The contest is hosted by D23: The Official Community for Disney Fans, and is open to all D23 Members who are 18 or older. Full-length oil, acrylic or watercolor canvas portraits of Donald Duck, no larger than 24” x 36” are eligible. Artists must first submit an original sketch, in any medium or size, of the planned artwork. The submission form, as well as full contest rules and additional details, can be found at the official D23 website, http://www.disney.com/D23. All finalists selected to have their works displayed will be eligible for two complimentary, four-day admission passes to the D23 Expo.

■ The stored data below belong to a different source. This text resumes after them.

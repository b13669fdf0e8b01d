//! GET /health — liveness probe.

use axum::Json;
use serde_json::{json, Value};

pub async fn health() -> Json<Value> {
    Json(json!({ "status": "ok" }))
}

The creator of the winning portrait will receive an authentic “Duckster” – an award that Walt Disney personally commissioned in 1960 and which has been presented fewer than two dozen times to people who made significant contributions to the Walt Disney Studios. The last time a “Duckster” was awarded was nearly 20 years ago, and only a few of these rare, bronze statuettes of Donald Duck remain in the Walt Disney Archives. Among the past recipients of the “Duckster” are Clarence Nash, the original voice of Donald Duck, and famed Donald illustrator Carl Barks.

“What do you give a duck that has everything on his 75th birthday? You let the ones who love him most offer this most sincere form of flattery, of course,” said Steven Clark, head of D23. “Disney fans are some of the most passionate and creative people anywhere, and we can’t wait to see their fun and imaginative depictions of our feisty, yet lovable, leading duck!”

Since his first appearance in 1934’s 'Silly Symphony The Wise Little Hen', Donald Duck has been one of Walt Disney’s most popular creations, starring in more cartoons than Mickey Mouse himself. Donald’s a 21st-century icon, as well, starring in not one but two theme-park attractions: Mickey’s PhilharMagic at the Magic Kingdom and the Gran Fiesta Tour starring The Three Caballeros at Epcot. He’s been honored with a star on the Hollywood Walk of Fame, his webbed feet have been immortalized in front of the famed Grauman’s Chinese Theater, and he’s even a videogame star, having been featured prominently in Kingdom Hearts and its popular sequel.

Donald has appeared in more than 170 cartoons, movies and TV shows, and a celebrity of his magnitude has fans around the world. Whether they know him as Anders And (Danish), Donal Bebek (Indonesian), Paperino (Italian) or any other language, fans who are also members of D23 are invited to submit portraits that capture Donald’s unique, multi-faceted personality as part of the Donald Duck 75th Anniversary Portrait Contest.

Sketches of proposed portraits, which should be fun interpretations of our favorite duck and his complex personality, must be physically mailed or shipped to The Walt Disney Archives no later than Monday, June 15 (e-mail submissions cannot be accepted). Sketches will be reviewed and judged by a panel of Disney creative executives. Artists whose work has been accepted will be notified by Disney, and must complete and deliver their finished canvas portrait (in oil, acrylic or watercolor) no later than August 15, 2009.

The winning portrait will be announced during a special event at the D23 Expo on Saturday, September 12. The Donald Duck 75th Anniversary Portrait Contest is open to members in good standing of D23.